かつてジャーマンスープレックスを原爆固めと表記したこともありますから、得意技の原爆頭突きからくるギミックだとは思うのですが、考えようによっては日本人を馬鹿にしてるのか!と誤解されかねないガウンです。当時はおおらかだったんでしょうかね。
レフェリーは豊登、大木のセコンドには芳の里と九州山。忘れ時の日本プロレス同窓会という様相を呈してきました。
仕掛ける猪木
コールとともに猪木は丁寧なお辞儀。かつての先輩に向けた敬意か?と思いきや、ゴング前にナックルで大木の体を殴っていきます!これはいけません(笑)そして、両掌をこまねいて「来い!」と挑発。
猪木はかなりエキサイトしている様子、一説には大木のシュートを警戒して先にかましていったのでは?といわれています。この行動はチャンピオンの振る舞いではありませんが、これで大木は何か警戒してしまったのかもしれません。
大木のビジュアル
大木はやや猫背で首が詰まったようなずんぐりむっくり体型ですが、黒く日に焼けていてパンプアップされた張りのある体は、昭和レスラー然とした分厚い体を誇っています。
かっこいいとはいえないかもしれませんが、なんだか大木の鬱屈した被害者意識が滲み出ているような気がして、哀愁を感じてしまいます(ちょっといいすぎ?)
ペースを掴むのは…
ゴングが鳴ると、やはり殺気立った空気がリング上を支配します。
序盤からブレーンバスターの仕掛けあい、猪木はさっそくコブラツイストを狙っていきますが、大木はこれを警戒してエスケープ。大木が四の字を仕掛けると猪木が蹴り上げて防御。一進一退の攻防が続きます。
ロックアップから大木は猪木の頭を押さえて、得意の原爆頭突きを狙いますが、ロープブレイクの際に必死に豊登が割って入り未遂に。豊さんのレフェリングはやや厳格すぎますね(笑)
続いて、飛行機投げの状態から大木をすくい投げる猪木ですが、横四方の体制で大木の頬めがけて肘や手首を押さえつけて、グリグリと押し込み、こすりつけていきます…。
意外と冷静な大木ですが、裏技を盛り込んでいく、えぐすぎる猪木のストロングスタイル!

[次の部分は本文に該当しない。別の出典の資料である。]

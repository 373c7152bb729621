//! Token counting shared by the chunker, the batcher and prompt checks.

use std::sync::Arc;

use tiktoken_rs::CoreBPE;

use crate::errors::RagError;

/// Counts tokens in a text.
pub trait TokenCounter: Send + Sync {
    fn count(&self, text: &str) -> usize;
}

/// `cl100k_base` BPE counter.
#[derive(Clone)]
pub struct TiktokenCounter {
    bpe: Arc<CoreBPE>,
}

impl TiktokenCounter {
    /// Loads the `cl100k_base` encoding.
    pub fn cl100k() -> Result<Self, RagError> {
        let bpe = tiktoken_rs::cl100k_base()
            .map_err(|e| RagError::Config(format!("failed to load cl100k_base: {e}")))?;
        Ok(Self { bpe: Arc::new(bpe) })
    }
}

impl TokenCounter for TiktokenCounter {
    fn count(&self, text: &str) -> usize {
        self.bpe.encode_with_special_tokens(text).len()
    }
}

impl std::fmt::Debug for TiktokenCounter {
    fn fmt(&self, f: &mut std::fmt::Formatter<'_>) -> std::fmt::Result {
        f.write_str("TiktokenCounter(cl100k_base)")
    }
}

/// Deterministic counter for tests: one token per whitespace-separated word.
#[cfg(test)]
pub(crate) struct WordCounter;

#[cfg(test)]
impl TokenCounter for WordCounter {
    fn count(&self, text: &str) -> usize {
        text.split_whitespace().count()
    }
}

豊登のレフェリングにも阻まれ原爆頭突きを狙う機会がありませんが、ここで大木は猪木をきれいなブレーンバスターで投げはなっていきます。この後の両者一瞬の間がすごく絵になりますね。大木の謎のポージング、格闘技のそれではないんですが、全身から気迫がみなぎっているの伝わってきます。
両者ペースを握らんと猪木がダブルアームスープレックスを繰り出せば、大木はリバーススープレックスで対抗。お互い全く譲りません。
流血の魔術、最強の演技
大木が頭を寄せると警戒する猪木、この隙をついてストマックへのヘッドバットが炸裂!これは強烈、猪木はコーナーで悶絶してしまいます。続けて大木はコーナーに押し込んでストマック、そしてついに頭部にヘッドバットが決まった!

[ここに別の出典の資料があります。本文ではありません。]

//! Google Gemini client (`generateContent`).
//!
//! One call is one attempt. Rate limiting and retry live in
//! [`CloudBackend`](crate::backend::CloudBackend).
//!
//! Request: `POST {base}/models/{model}:generateContent` with the
//! `x-goog-api-key` header and a camelCase JSON body.

use std::time::{Duration, Instant};

use reqwest::{StatusCode, header};
use serde::{Deserialize, Serialize};
use tracing::{debug, info, instrument, warn};

use crate::{
    config::{
        default_config::CLOUD_TIMEOUT_SECS, llm_model_config::LlmModelConfig,
        llm_provider::LlmProvider,
    },
    backend::GenerateOptions,
    error_handler::{
        AiLlmError, ProviderError, ProviderErrorKind, Result, classify_status, make_snippet,
        transport_error,
    },
};

const PROVIDER: LlmProvider = LlmProvider::Gemini;

/// Harm categories blocked at medium probability and above.
const SAFETY_CATEGORIES: [&str; 4] = [
    "HARM_CATEGORY_HARASSMENT",
    "HARM_CATEGORY_HATE_SPEECH",
    "HARM_CATEGORY_SEXUALLY_EXPLICIT",
    "HARM_CATEGORY_DANGEROUS_CONTENT",
];
const SAFETY_THRESHOLD: &str = "BLOCK_MEDIUM_AND_ABOVE";
const TOP_K: u32 = 40;

pub struct GeminiService {
    client: reqwest::Client,
    cfg: LlmModelConfig,
    url_generate: String,
}

impl GeminiService {
    /// # Errors
    /// - `InvalidProvider` if the config is not for Gemini
    /// - `MissingApiKey` if no key is configured
    /// - `InvalidEndpoint` for a non-http(s) base URL
    pub fn new(cfg: LlmModelConfig) -> Result<Self> {
        if cfg.provider != PROVIDER {
            return Err(ProviderError::new(PROVIDER, ProviderErrorKind::InvalidProvider).into());
        }
        let api_key = cfg
            .api_key
            .as_deref()
            .filter(|k| !k.trim().is_empty())
            .ok_or_else(|| ProviderError::new(PROVIDER, ProviderErrorKind::MissingApiKey))?;

        let endpoint = cfg.endpoint.trim();
        if !(endpoint.starts_with("http://") || endpoint.starts_with("https://")) {
            return Err(ProviderError::new(
                PROVIDER,
                ProviderErrorKind::InvalidEndpoint(cfg.endpoint.clone()),
            )
            .into());
        }

        let mut headers = header::HeaderMap::new();
        headers.insert(
            "x-goog-api-key",
            header::HeaderValue::from_str(api_key).map_err(|e| {
                ProviderError::new(
                    PROVIDER,
                    ProviderErrorKind::Decode(format!("invalid API key header: {e}")),
                )
            })?,
        );

        let timeout = Duration::from_secs(cfg.timeout_secs.unwrap_or(CLOUD_TIMEOUT_SECS));
        let client = reqwest::Client::builder()
            .timeout(timeout)
            .default_headers(headers)
            .build()?;

        let url_generate = format!("{}/models/{}:generateContent", cfg.base_url(), cfg.model);
        info!(model = %cfg.model, timeout_secs = timeout.as_secs(), "GeminiService initialized");

        Ok(Self {
            client,
            cfg,
            url_generate,
        })
    }

    pub fn model(&self) -> &str {
        &self.cfg.model
    }

    pub fn config(&self) -> &LlmModelConfig {
        &self.cfg
    }

    /// Sends one `generateContent` request.
    ///
    /// # Errors
    /// `RateLimited` on 429, `Forbidden` on 403, `Timeout` when the per-request
    /// timeout elapses, `EmptyResponse` when no candidate carries text.
    #[instrument(skip_all, fields(model = %self.cfg.model, prompt_chars = prompt.len()))]
    pub async fn generate_once(&self, prompt: &str, opts: &GenerateOptions) -> Result<String> {
        let started = Instant::now();
        let body = GenerateContentRequest::new(&self.cfg, prompt, opts);

        debug!("POST {}", self.url_generate);
        let resp = self
            .client
            .post(&self.url_generate)
            .json(&body)
            .send()
            .await
            .map_err(|e| transport_error(PROVIDER, e))?;

        let status = resp.status();
        let retry_after = resp
            .headers()
            .get(header::RETRY_AFTER)
            .and_then(|v| v.to_str().ok())
            .and_then(|v| v.trim().parse::<u64>().ok());
        let text = resp.text().await.map_err(|e| transport_error(PROVIDER, e))?;

        let out = interpret_response(status, &self.url_generate, &text, retry_after);
        match &out {
            Ok(answer) => info!(
                latency_ms = started.elapsed().as_millis(),
                answer_chars = answer.len(),
                "gemini call completed"
            ),
            Err(e) => warn!(
                %status,
                latency_ms = started.elapsed().as_millis(),
                error = %e,
                "gemini call failed"
            ),
        }
        out
    }
}

/// Maps a raw Gemini HTTP response to the answer text or a classified error.
///
/// The answer is the text of the first part of the first candidate. A 2xx
/// body without usable candidates, malformed or not, is an empty response.
pub fn interpret_response(
    status: StatusCode,
    url: &str,
    body: &str,
    retry_after_secs: Option<u64>,
) -> Result<String> {
    if !status.is_success() {
        return Err(classify_status(PROVIDER, status, url, body, retry_after_secs).into());
    }

    let parsed: GenerateContentResponse = match serde_json::from_str(body) {
        Ok(p) => p,
        Err(e) => {
            warn!(error = %e, body = %make_snippet(body), "unparseable gemini reply");
            return Err(ProviderError::new(PROVIDER, ProviderErrorKind::EmptyResponse).into());
        }
    };

    parsed
        .candidates
        .into_iter()
        .next()
        .and_then(|c| c.content)
        .and_then(|c| c.parts.into_iter().next())
        .and_then(|p| p.text)
        .filter(|t| !t.trim().is_empty())
        .ok_or_else(|| AiLlmError::from(ProviderError::new(PROVIDER, ProviderErrorKind::EmptyResponse)))
}

/* ==========================
HTTP payloads
========================== */

#[derive(Debug, Serialize)]
#[serde(rename_all = "camelCase")]
struct GenerateContentRequest<'a> {
    contents: Vec<Content<'a>>,
    generation_config: GenerationConfig,
    safety_settings: Vec<SafetySetting>,
}

impl<'a> GenerateContentRequest<'a> {
    fn new(cfg: &LlmModelConfig, prompt: &'a str, opts: &GenerateOptions) -> Self {
        Self {
            contents: vec![Content {
                parts: vec![Part { text: prompt }],
            }],
            generation_config: GenerationConfig {
                temperature: opts.temperature.or(cfg.temperature),
                top_k: TOP_K,
                top_p: cfg.top_p,
                max_output_tokens: opts.max_tokens.or(cfg.max_tokens),
            },
            safety_settings: SAFETY_CATEGORIES
                .iter()
                .map(|&c| SafetySetting {
                    category: c,
                    threshold: SAFETY_THRESHOLD,
                })
                .collect(),
        }
    }
}

#[derive(Debug, Serialize)]
struct Content<'a> {
    parts: Vec<Part<'a>>,
}

#[derive(Debug, Serialize)]
struct Part<'a> {
    text: &'a str,
}

#[derive(Debug, Serialize)]
#[serde(rename_all = "camelCase")]
struct GenerationConfig {
    #[serde(skip_serializing_if = "Option::is_none")]
    temperature: Option<f32>,
    top_k: u32,
    #[serde(skip_serializing_if = "Option::is_none")]
    top_p: Option<f32>,
    #[serde(skip_serializing_if = "Option::is_none")]
    max_output_tokens: Option<u32>,
}

#[derive(Debug, Serialize)]
struct SafetySetting {
    category: &'static str,
    threshold: &'static str,
}

#[derive(Debug, Deserialize)]
struct GenerateContentResponse {
    #[serde(default)]
    candidates: Vec<Candidate>,
}

#[derive(Debug, Deserialize)]
struct Candidate {
    content: Option<CandidateContent>,
}

#[derive(Debug, Deserialize)]
struct CandidateContent {
    #[serde(default)]
    parts: Vec<CandidatePart>,
}

#[derive(Debug, Deserialize)]
struct CandidatePart {
    text: Option<String>,
}

#[cfg(test)]
mod tests {
    use super::*;

    const URL: &str = "https://g/models/gemini-pro:generateContent";

    fn cfg() -> LlmModelConfig {
        LlmModelConfig {
            provider: LlmProvider::Gemini,
            model: "gemini-pro".into(),
            endpoint: "https://generativelanguage.googleapis.com/v1beta/".into(),
            api_key: Some("k".into()),
            max_tokens: Some(2048),
            temperature: Some(0.7),
            top_p: Some(0.95),
            timeout_secs: Some(30),
        }
    }

    #[test]
    fn url_includes_model_and_method() {
        let svc = GeminiService::new(cfg()).unwrap();
        assert_eq!(
            svc.url_generate,
            "https://generativelanguage.googleapis.com/v1beta/models/gemini-pro:generateContent"
        );
    }

    #[test]
    fn missing_key_is_rejected() {
        let mut c = cfg();
        c.api_key = Some(" ".into());
        let err = GeminiService::new(c).err().unwrap();
        assert!(matches!(
            err.provider_kind(),
            Some(ProviderErrorKind::MissingApiKey)
        ));
    }

    #[test]
    fn request_body_is_camel_case_with_safety_settings() {
        let c = cfg();
        let opts = GenerateOptions::default().with_max_tokens(8000);
        let body = serde_json::to_value(GenerateContentRequest::new(&c, "hello", &opts)).unwrap();

        assert_eq!(body["contents"][0]["parts"][0]["text"], "hello");
        assert_eq!(body["generationConfig"]["topK"], 40);
        assert_eq!(body["generationConfig"]["maxOutputTokens"], 8000);
        let safety = body["safetySettings"].as_array().unwrap();
        assert_eq!(safety.len(), 4);
        assert!(safety.iter().all(|s| s["threshold"] == SAFETY_THRESHOLD));
    }

    #[test]
    fn first_candidate_text_is_the_answer() {
        let body = r#"{"candidates":[
            {"content":{"parts":[{"text":"Antwort"},{"text":"ignored"}]}},
            {"content":{"parts":[{"text":"second"}]}}
        ]}"#;
        assert_eq!(interpret_response(StatusCode::OK, URL, body, None).unwrap(), "Antwort");
    }

    #[test]
    fn missing_candidates_is_empty_response() {
        for body in [
            r#"{}"#,
            r#"{"candidates":[]}"#,
            r#"{"candidates":[{"content":{"parts":[]}}]}"#,
            "<html>upstream proxy</html>",
        ] {
            let err = interpret_response(StatusCode::OK, URL, body, None).unwrap_err();
            assert!(matches!(
                err.provider_kind(),
                Some(ProviderErrorKind::EmptyResponse)
            ));
            assert!(err.is_retryable());
        }
    }

    #[test]
    fn status_codes_are_classified() {
        let rl = interpret_response(StatusCode::TOO_MANY_REQUESTS, URL, "quota", Some(12)).unwrap_err();
        assert!(rl.is_rate_limited());

        let forbidden = interpret_response(StatusCode::FORBIDDEN, URL, "denied", None).unwrap_err();
        assert!(forbidden.is_forbidden());
        assert!(!forbidden.is_retryable());

        let bad = interpret_response(StatusCode::BAD_REQUEST, URL, "bad", None).unwrap_err();
        assert!(!bad.is_retryable());
    }
}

この流れから大木のヘッドバットが面白いように決まっていきます。ヘッドバット1発毎に猪木がダウンしてしまい、まさにアトミックヘッドバットの異名の通り強烈な一撃。
たまらず猪木はリングに転がり込むと、大木は自分に視線が向くようにリング中央で大きくアピール。観客の注意をうまく引きつけ方ます。
ミスター高橋にならうと、この隙にリング外で猪木は額をカットしているということになります。この事実関係や是非は置いといて、この流血が猪木のファイティングスピリッツ(まさに闘魂)を燃え上がらせることになります。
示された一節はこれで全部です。